Case|Jiujiang Bank Zabbix monitoring system practice

Zabbix monitoring platform construction process

Jiujiang Bank Zabbix monitoring system practice is divided into three parts:

1. The construction process of Zabbix monitoring platform

2. Zabbix practical experience sharing

3. Prospects for future monitoring.

Background of the project

Establish a new integrated basic monitoring platform. In order to meet the needs of digital transformation, new technology development and business continuity. In order to improve the level of operation and maintenance automation and intelligence, and improve the level and ability of safe production and operation.

picture

There are four pain points of the original monitoring platform:

1. Some functions are weak

2. Lack of automation

3. Poor adaptability to new technologies

4. Manufacturers support is not enough.

picture

Selection of the basic monitoring platform: Integrating factors such as independent controllability, cycle, cost, and operational risk, combined with the actual situation of our bank, we choose an open-source basic monitoring platform, plus human service or project mode, to reduce the implementation and operation process. risks of.

picture

Through comparison and selection, we choose Zabbix as a basic monitoring platform. The advantages are as follows:

Zabbix can fully meet the demand for basic monitoring products;

Zabbix's functionality, architecture system, and service system are comparable to commercial basic monitoring software;

Zabbix has a complete service support channel and training support system in China;

For Zabbix solutions, there is no difference between the community edition and the paid edition.

picture

The Zabbix monitoring platform construction stage is divided into four stages: research, construction, deepening and expansion.

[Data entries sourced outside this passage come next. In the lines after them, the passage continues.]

//! Incremental JSON event stream parsing
//!
//! Contains the stateful StreamEventParser that accumulates chunk text and
//! emits one item per complete top-level JSON object.

use tracing::{debug, warn};

use super::decoder::Utf8ChunkDecoder;
use super::events::{
    preview, FinishStatus, ParseError, ParseErrorKind, StreamEvent, StreamItem,
};
use super::scanner::{Scan, SpanScanner};

/// Parse one balanced span into an event or a diagnostic.
pub fn parse_span(span: &str) -> StreamItem {
    let value: serde_json::Value = serde_json::from_str(span)
        .map_err(|e| ParseError::new(ParseErrorKind::InvalidJson(e.to_string()), span))?;
    StreamEvent::from_value(value).map_err(|kind| ParseError::new(kind, span))
}

/// Stateful parser for a chunked stream of back-to-back JSON objects.
///
/// One parser serves one stream. Feed chunks in arrival order; each call
/// returns the items completed by that chunk. Objects split across chunks
/// are held until they close.
#[derive(Debug, Default)]
pub struct StreamEventParser {
    /// Text not yet turned into events
    buffer: String,
    /// Boundary detection state, carried across feeds
    scanner: SpanScanner,
    /// Byte chunk decoder for `feed_bytes`
    decoder: Utf8ChunkDecoder,
    /// Events emitted since `start`
    events_emitted: usize,
    /// Malformed spans reported since `start`
    errors_emitted: usize,
}

impl StreamEventParser {
    /// Create a parser ready for a new stream.
    pub fn new() -> Self {
        Self::default()
    }

    /// Begin a new parsing session, discarding any buffered text.
    pub fn start(&mut self) {
        self.buffer.clear();
        self.scanner.reset();
        self.decoder.reset();
        self.events_emitted = 0;
        self.errors_emitted = 0;
    }

    /// Feed one decoded chunk.
    ///
    /// Returns one item per complete object found, in stream order. Never
    /// fails as a whole: malformed spans come back as `Err` items.
    pub fn feed(&mut self, chunk: &str) -> Vec<StreamItem> {
        if chunk.is_empty() {
            return Vec::new();
        }
        self.buffer.push_str(chunk);
        self.drain_complete()
    }

    /// Feed one raw byte chunk, decoding UTF-8 across chunk boundaries.
    pub fn feed_bytes(&mut self, chunk: &[u8]) -> Vec<StreamItem> {
        let text = self.decoder.decode(chunk);
        self.feed(&text)
    }

    /// Signal end of stream.
    ///
    /// A non-whitespace remainder (an unclosed object or trailing stray
    /// text) is logged and returned as [`FinishStatus::Truncated`], never
    /// parsed. The buffer is discarded either way.
    pub fn finish(&mut self) -> FinishStatus {
        let tail = self.decoder.finish();
        self.buffer.push_str(&tail);

        let leftover = self.buffer.trim().to_string();
        self.buffer.clear();
        self.scanner.reset();

        if leftover.is_empty() {
            debug!(
                events = self.events_emitted,
                errors = self.errors_emitted,
                "stream finished cleanly"
            );
            FinishStatus::Clean
        } else {
            warn!(
                leftover = %preview(&leftover),
                bytes = leftover.len(),
                "stream ended with unparsed text"
            );
            FinishStatus::Truncated { leftover }
        }
    }

    /// Bytes currently buffered: the pending partial object, or text after
    /// the last complete object.
    pub fn buffered_len(&self) -> usize {
        self.buffer.len()
    }

    /// The buffered, not yet parsed text.
    pub fn buffered(&self) -> &str {
        &self.buffer
    }

    /// Events emitted since the last `start`.
    pub fn events_emitted(&self) -> usize {
        self.events_emitted
    }

    /// Malformed spans reported since the last `start`.
    pub fn errors_emitted(&self) -> usize {
        self.errors_emitted
    }

    /// Pull every complete span off the front of the buffer.
    fn drain_complete(&mut self) -> Vec<StreamItem> {
        let mut items = Vec::new();
        // End of the last span extracted by this call
        let mut span_end = 0;

        let consumed = loop {
            match self.scanner.next_span(&self.buffer) {
                Scan::Complete(range) => {
                    span_end = range.end;
                    let item = parse_span(&self.buffer[range]);
                    match &item {
                        Ok(event) => {
                            self.events_emitted += 1;
                            debug!(event = %event.event, "stream event");
                        }
                        Err(err) => {
                            self.errors_emitted += 1;
                            warn!(error = %err.kind, span = %preview(&err.span), "skipping malformed span");
                        }
                    }
                    items.push(item);
                }
                // Keep the open object, drop everything before it
                Scan::Pending => break self.scanner.pending_start().unwrap_or(0),
                // No `{` left: keep the trailing text for `finish` to judge.
                // The cursor already sits at the buffer end.
                Scan::Exhausted => break span_end,
            }
        };

        if consumed > 0 {
            self.buffer.drain(..consumed);
            self.scanner.rebase(consumed);
        }

        items
    }
}
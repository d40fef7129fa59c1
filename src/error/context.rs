//! Error context for enriched error information.

use chrono::{DateTime, Utc};

/// Context information attached to errors for debugging.
#[derive(Debug, Clone, PartialEq)]
pub struct ErrorContext {
    /// Human-readable description of the operation that failed.
    pub operation: String,

    /// Agent the operation targeted, if any.
    pub agent_id: Option<String>,

    /// Session the operation belonged to, if any.
    pub session_id: Option<String>,

    /// Timestamp when the error occurred.
    pub timestamp: DateTime<Utc>,
}

impl ErrorContext {
    /// Create a new ErrorContext for an operation.
    pub fn new(operation: impl Into<String>) -> Self {
        Self {
            operation: operation.into(),
            agent_id: None,
            session_id: None,
            timestamp: Utc::now(),
        }
    }

    /// Set the agent ID for this context.
    pub fn with_agent_id(mut self, agent_id: impl Into<String>) -> Self {
        self.agent_id = Some(agent_id.into());
        self
    }

    /// Set the session ID for this context.
    pub fn with_session_id(mut self, session_id: impl Into<String>) -> Self {
        self.session_id = Some(session_id.into());
        self
    }
}

impl std::fmt::Display for ErrorContext {
    fn fmt(&self, f: &mut std::fmt::Formatter<'_>) -> std::fmt::Result {
        write!(f, "[{}]", self.operation)?;

        if let Some(ref agent_id) = self.agent_id {
            write!(f, " agent={}", agent_id)?;
        }

        if let Some(ref session_id) = self.session_id {
            write!(f, " session={}", session_id)?;
        }

        Ok(())
    }
}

In the construction stage, Zabbix's technical monitoring platform, unified event platform, and intelligent analysis platform were built;

In the deepening stage, the docking of the platform was done and the basic functions of the platform were improved. At present, the migration of the old and new basic monitoring platforms has been completed;

The exploration stage is to gradually explore automated operation and maintenance scenarios such as intelligent analysis, system root cause analysis, and fault self-healing.

picture

picture

Benefits of the basic monitoring platform project

1. Achieved full coverage of basic monitoring indicators;

2. Realize the standardization, standardization and automation of basic monitoring;

3. Improve operation and maintenance efficiency and liberate operation and maintenance productivity;

4. Improve the level of digital operation and security operation.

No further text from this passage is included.